Hugo sighed. Somehow he had known she would say that. He concentrated again. “It seems there are a number of whorls, drifting generally southward from the weakening forget-spell on the Gap Chasm. They seem to have changed their nature, causing total forgetting instead of just Gap Chasm forgetting. I could probably work out a rationale for that effect—”

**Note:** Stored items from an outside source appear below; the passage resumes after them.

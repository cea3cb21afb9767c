use std::path::PathBuf;
use std::time::{SystemTime, UNIX_EPOCH};

use crate::{
    error::{MazeError, Result},
    generators::MazeParams,
    scorers::DEFAULT_HEIGHT_RANGE,
};

/// A generator seed and the text it was derived from.
#[derive(Debug, Clone, PartialEq, Eq)]
pub struct Seed {
    pub value: i64,
    pub hash: String,
}

impl Seed {
    /// Numeric text is used as is, anything else is hashed.
    pub fn parse(text: &str) -> Self {
        let value = text.parse::<i64>().unwrap_or_else(|_| string_hash(text));
        Seed {
            value,
            hash: text.to_string(),
        }
    }

    /// Seed from the current time in milliseconds.
    pub fn now() -> Self {
        let millis = SystemTime::now()
            .duration_since(UNIX_EPOCH)
            .map_or(0, |d| d.as_millis() as i64);
        Seed {
            value: millis,
            hash: millis.to_string(),
        }
    }
}

impl From<i64> for Seed {
    fn from(value: i64) -> Self {
        Seed {
            value,
            hash: value.to_string(),
        }
    }
}

/// `h = 31 * h + c` over the UTF-16 code units, wrapping at 32 bits.
fn string_hash(text: &str) -> i64 {
    text.encode_utf16()
        .fold(0_i32, |h, c| h.wrapping_mul(31).wrapping_add(c as i32)) as i64
}

/// Everything a batch run needs.
#[derive(Debug, Clone, PartialEq)]
pub struct RunConfig {
    pub width: usize,
    pub height: usize,
    pub seed: Seed,
    /// Number of mazes to generate from `seed`.
    pub count: usize,
    pub generator: String,
    /// `None` picks the first registered scorer.
    pub scorer: Option<String>,
    /// Number of levels for the height scorer.
    pub level_height: u8,
    /// Hashes to replay if the file exists, or where to store them otherwise.
    pub hashes_file: Option<PathBuf>,
}

impl Default for RunConfig {
    fn default() -> Self {
        let params = MazeParams::default();
        Self {
            width: params.width,
            height: params.height,
            seed: Seed::now(),
            count: 1,
            generator: "kruskal".to_string(),
            scorer: None,
            level_height: DEFAULT_HEIGHT_RANGE,
            hashes_file: None,
        }
    }
}

impl RunConfig {
    pub fn params(&self) -> MazeParams {
        MazeParams {
            width: self.width,
            height: self.height,
        }
    }

    pub fn validate(&self) -> Result<()> {
        if self.width == 0 || self.height == 0 {
            return Err(MazeError::InvalidParams(format!(
                "maze size must be at least 1x1, got {}x{}",
                self.width, self.height
            )));
        }
        if self.count == 0 {
            return Err(MazeError::InvalidParams(
                "at least one maze must be generated".to_string(),
            ));
        }
        Ok(())
    }
}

“Stick to business,” Ivy said firmly.

Hugo sighed again. “These whorls seem to associate loosely with the Gap Dragon, or his rejuvenated state, perhaps because his exits from the Gap are through a convenient channel—convenient for the whorls as well as for the Dragon. Presumably the Dragon is at least partially immune to the effect of the forget-spell, having spent all his life within it. So it may be no coincidence that there is a whorl in this vicinity. But this suggests two things—that the whorls are to some extent affected by the prevailing winds and the lay of the land, and that Stanley may have more influence over them than other creatures do. If we assume this is true, Stanley should be able to move a whirl by fanning it with his wings and blowing along natural channels in the terrain.”

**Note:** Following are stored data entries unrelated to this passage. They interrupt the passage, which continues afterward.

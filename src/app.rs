use std::{
    collections::HashSet,
    fs,
    io::{self, Write},
    path::Path,
    time::Instant,
};

use rand::Rng;

use crate::{
    config::{RunConfig, Seed},
    error::Result,
    generators::{MazeParams, get_rng},
    maze::{Mark, painter},
    registry::Registry,
    scorers::{MazeInfo, ScoreCard, rank_by_score},
    solvers::solve,
};

/// One generated, solved and scored maze.
#[derive(Debug, Clone)]
pub struct MazeReport {
    /// `id-NNN`, numbered by rank.
    pub name: String,
    pub info: MazeInfo,
    pub card: ScoreCard,
}

impl MazeReport {
    /// The maze view, the seed text and the scores, one per line.
    pub fn to_text(&self) -> String {
        let view = painter::to_text(&self.info.maze, Mark::WAY, &self.card.marker);
        self.with_summary(view)
    }

    /// Like [`MazeReport::to_text`] with the maze view coloured for a terminal.
    pub fn to_colored_text(&self) -> String {
        let view = painter::to_colored_text(&self.info.maze, Mark::WAY, &self.card.marker);
        self.with_summary(view)
    }

    fn with_summary(&self, view: String) -> String {
        let scores = self
            .card
            .ordered()
            .map(|(key, value)| format!(", {}: {}", key, value))
            .collect::<String>();
        format!("{}\n{}\n{}{}", view, self.info.hash, self.name, scores)
    }
}

/// Runs the generate, solve, score pipeline over a batch of seeds.
pub struct App {
    registry: Registry,
}

impl App {
    pub fn new(registry: Registry) -> Self {
        Self { registry }
    }

    /// App with every built-in algorithm.
    pub fn from_config(config: &RunConfig) -> Result<Self> {
        Ok(App::new(Registry::with_defaults(config.level_height)?))
    }

    pub fn registry(&self) -> &Registry {
        &self.registry
    }

    /// The seeds of a batch: the configured one for a single maze, otherwise
    /// `count` seeds drawn from a generator seeded with it.
    pub fn seeds(config: &RunConfig) -> Vec<Seed> {
        if config.count <= 1 {
            return vec![config.seed.clone()];
        }
        let mut rng = get_rng(config.seed.value);
        let seeds = (0..config.count).map(|_| Seed::from(rng.random::<i64>()));
        dedup_seeds(seeds)
    }

    /// Generates, solves and scores one maze per configured seed and ranks them.
    pub fn run(&self, config: &RunConfig) -> Result<Vec<MazeReport>> {
        self.run_seeds(config, App::seeds(config))
    }

    /// Like [`App::run`] with an explicit list of seeds.
    pub fn run_seeds(&self, config: &RunConfig, seeds: Vec<Seed>) -> Result<Vec<MazeReport>> {
        config.validate()?;
        let generator = self.registry.generator(&config.generator)?;
        let scorer = self.registry.scorer(config.scorer.as_deref())?;
        let params = config.params();
        tracing::info!(
            "[app] {} {}x{} mazes with {}, scored by {}",
            seeds.len(),
            params.width,
            params.height,
            generator.name(),
            scorer.name()
        );

        let mut reports = Vec::with_capacity(seeds.len());
        for seed in seeds {
            let mut maze = generator.generate(seed.value, &params)?;
            let path_length = solve(&mut maze);
            let mut info = MazeInfo {
                maze,
                seed: seed.value,
                hash: seed.hash,
                path_length,
            };
            let card = scorer.score(&mut info)?;
            tracing::debug!("[app] seed {} scored {:.1}", info.seed, card.score());
            reports.push(MazeReport {
                name: String::new(),
                info,
                card,
            });
        }

        rank_by_score(&mut reports, |r| &r.card);
        for (rank, report) in reports.iter_mut().enumerate() {
            report.name = format!("id-{:03}", rank + 1);
            report.info.maze.set_name(report.name.clone());
        }
        Ok(reports)
    }

    /// Runs the hashes read from a hashes file, or the configured seeds when
    /// there are none.
    pub fn batch(&self, config: &RunConfig, known: Option<Vec<Seed>>) -> Result<Vec<MazeReport>> {
        match known {
            Some(seeds) => {
                tracing::info!("[app] replaying {} known hashes", seeds.len());
                self.run_seeds(config, seeds)
            }
            None => {
                tracing::info!("[app] used seed is {}", config.seed.value);
                self.run(config)
            }
        }
    }

    /// Generates, solves and scores the same maze size `iterations` times.
    pub fn profile(&self, params: &MazeParams, iterations: usize) -> Result<()> {
        let config = RunConfig {
            width: params.width,
            height: params.height,
            seed: Seed::from(0),
            count: 1,
            ..Default::default()
        };
        let start = Instant::now();
        for iteration in 0..iterations {
            let seeds = vec![Seed::from(iteration as i64)];
            self.run_seeds(&config, seeds)?;
        }
        tracing::info!(
            "[profile] {} runs of {}x{} in {:?}",
            iterations,
            params.width,
            params.height,
            start.elapsed()
        );
        Ok(())
    }
}

/// Keeps the first occurrence of every seed value.
fn dedup_seeds(seeds: impl IntoIterator<Item = Seed>) -> Vec<Seed> {
    let mut seen = HashSet::new();
    seeds
        .into_iter()
        .filter(|seed| seen.insert(seed.value))
        .collect()
}

/// Reads a hashes file, one seed text per line. `None` if the file does not exist.
pub fn read_hashes(path: &Path) -> io::Result<Option<Vec<Seed>>> {
    if !path.exists() {
        return Ok(None);
    }
    let content = fs::read_to_string(path)?;
    let seeds = content
        .lines()
        .map(str::trim)
        .filter(|line| !line.is_empty())
        .map(Seed::parse);
    Ok(Some(dedup_seeds(seeds)))
}

/// Writes the hash of every report, in report order.
pub fn store_hashes(path: &Path, reports: &[MazeReport]) -> io::Result<()> {
    let mut out = io::BufWriter::new(fs::File::create(path)?);
    for report in reports {
        writeln!(out, "{}", report.info.hash)?;
    }
    out.flush()
}

#[cfg(test)]
mod tests {
    use super::*;

    fn config(seed: i64, count: usize) -> RunConfig {
        RunConfig {
            width: 6,
            height: 5,
            seed: Seed::from(seed),
            count,
            ..Default::default()
        }
    }

    #[test]
    fn test_single_maze_keeps_seed_text() {
        let config = RunConfig {
            seed: Seed::parse("labyrinth"),
            ..config(0, 1)
        };
        let app = App::from_config(&config).unwrap();
        let reports = app.run(&config).unwrap();
        assert_eq!(reports.len(), 1);
        assert_eq!(reports[0].info.hash, "labyrinth");
        assert_eq!(reports[0].info.seed, Seed::parse("labyrinth").value);
        assert_eq!(reports[0].name, "id-001");
        assert_eq!(reports[0].info.maze.name(), "id-001");
    }

    #[test]
    fn test_batch_is_ranked() {
        let config = config(42, 5);
        let app = App::from_config(&config).unwrap();
        let reports = app.run(&config).unwrap();
        assert_eq!(reports.len(), 5);
        let scores = reports.iter().map(|r| r.card.score()).collect::<Vec<_>>();
        assert!(scores.windows(2).all(|w| w[0] <= w[1]));
        let names = reports.iter().map(|r| r.name.as_str()).collect::<Vec<_>>();
        assert_eq!(names, vec!["id-001", "id-002", "id-003", "id-004", "id-005"]);
        for report in &reports {
            assert_eq!(report.info.hash, report.info.seed.to_string());
        }
    }

    #[test]
    fn test_batch_is_deterministic() {
        let config = config(7, 3);
        let app = App::from_config(&config).unwrap();
        let first = app.run(&config).unwrap();
        let second = app.run(&config).unwrap();
        let texts = |reports: &[MazeReport]| reports.iter().map(|r| r.to_text()).collect::<Vec<_>>();
        assert_eq!(texts(&first), texts(&second));
    }

    #[test]
    fn test_report_text() {
        let config = RunConfig {
            width: 2,
            height: 1,
            scorer: Some("exit".to_string()),
            ..config(3, 1)
        };
        let app = App::from_config(&config).unwrap();
        let reports = app.run(&config).unwrap();
        let text = reports[0].to_text();
        let lines = text.lines().collect::<Vec<_>>();
        assert_eq!(lines.len(), 5);
        assert_eq!(lines[3], "3");
        // Both cells are on the path: nothing behind the exit
        assert_eq!(lines[4], "id-001, score:  0.4, endcount: 0, length: 2");
    }

    #[test]
    fn test_colored_report_keeps_summary() {
        let config = config(5, 1);
        let app = App::from_config(&config).unwrap();
        let report = &app.run(&config).unwrap()[0];
        let plain = report.to_text();
        let colored = report.to_colored_text();
        assert_eq!(plain.lines().count(), colored.lines().count());
        // Hash and score lines are never coloured
        let tail = |text: &str| text.lines().rev().take(2).map(str::to_string).collect::<Vec<_>>();
        assert_eq!(tail(&plain), tail(&colored));
    }

    #[test]
    fn test_unknown_names_fail() {
        let app = App::from_config(&config(1, 1)).unwrap();
        let bad_generator = RunConfig {
            generator: "prim".to_string(),
            ..config(1, 1)
        };
        assert!(app.run(&bad_generator).is_err());
        let bad_scorer = RunConfig {
            scorer: Some("nope".to_string()),
            ..config(1, 1)
        };
        assert!(app.run(&bad_scorer).is_err());
    }

    #[test]
    fn test_hashes_file_roundtrip() {
        let path = std::env::temp_dir().join(format!("mazescore-hashes-{}", std::process::id()));
        let _ = fs::remove_file(&path);
        assert!(read_hashes(&path).unwrap().is_none());

        let config = config(11, 3);
        let app = App::from_config(&config).unwrap();
        let reports = app.run(&config).unwrap();
        store_hashes(&path, &reports).unwrap();

        let seeds = read_hashes(&path).unwrap().unwrap();
        let _ = fs::remove_file(&path);
        let hashes = seeds.iter().map(|s| s.hash.as_str()).collect::<Vec<_>>();
        let expected = reports.iter().map(|r| r.info.hash.as_str()).collect::<Vec<_>>();
        assert_eq!(hashes, expected);

        let replayed = app.run_seeds(&config, seeds).unwrap();
        assert_eq!(replayed[0].to_text(), reports[0].to_text());
    }

    #[derive(Clone, Default)]
    struct LogBuffer(std::sync::Arc<std::sync::Mutex<Vec<u8>>>);

    impl Write for LogBuffer {
        fn write(&mut self, buf: &[u8]) -> io::Result<usize> {
            self.0.lock().unwrap().extend_from_slice(buf);
            Ok(buf.len())
        }

        fn flush(&mut self) -> io::Result<()> {
            Ok(())
        }
    }

    impl LogBuffer {
        fn text(&self) -> String {
            String::from_utf8_lossy(&self.0.lock().unwrap()).into_owned()
        }
    }

    /// Runs `f` with a subscriber writing into the returned buffer.
    fn capture_logs<T>(f: impl FnOnce() -> T) -> (T, String) {
        let buffer = LogBuffer::default();
        let writer = buffer.clone();
        let subscriber = tracing_subscriber::fmt()
            .with_writer(move || writer.clone())
            .with_ansi(false)
            .finish();
        let result = tracing::subscriber::with_default(subscriber, f);
        (result, buffer.text())
    }

    #[test]
    fn test_batch_replays_known_hashes() {
        let config = config(99, 4);
        let app = App::from_config(&config).unwrap();
        let known = vec![Seed::parse("12"), Seed::parse("maze")];
        let (reports, logs) = capture_logs(|| app.batch(&config, Some(known)).unwrap());

        // The configured seed and count play no part in a replay
        assert_eq!(reports.len(), 2);
        let mut hashes = reports.iter().map(|r| r.info.hash.as_str()).collect::<Vec<_>>();
        hashes.sort();
        assert_eq!(hashes, vec!["12", "maze"]);
        assert!(logs.contains("replaying 2 known hashes"));
        assert!(!logs.contains("used seed"));
    }

    #[test]
    fn test_batch_without_known_hashes_logs_seed() {
        let config = config(99, 2);
        let app = App::from_config(&config).unwrap();
        let (reports, logs) = capture_logs(|| app.batch(&config, None).unwrap());
        assert_eq!(reports.len(), 2);
        assert!(logs.contains("used seed is 99"));
    }

    #[test]
    fn test_dedup_seeds() {
        let seeds = dedup_seeds(["5", "x", "5", "6"].map(Seed::parse));
        let values = seeds.iter().map(|s| s.hash.as_str()).collect::<Vec<_>>();
        assert_eq!(values, vec!["5", "x", "6"]);
    }
}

Ivy clapped her hands. “I just
knew
you could do it, Hugo!” she cried joyously. “Now tell me what you said.”

Hugo translated. “We can blow the whorl to the wiggle nest.”

“Oh, goody! Let’s do it.”

They did it, after some further discussion and organization. Hugo explained that they should be safe from the on-zapping wiggles if they kept the whorl between them and the nest, for the wiggles would forget their purpose—assuming his conjectures were correct—when they entered the whorl and would be of no further threat. The three of them would have to stay together, not venturing out to destroy individual wiggles, as it would not be safe anywhere but behind the whorl. And Ivy and Hugo had to stay behind Stanley because, while the whorl might not hurt the dragon, it would erase the two of them if it touched them. This was a rather tricky, dangerous business.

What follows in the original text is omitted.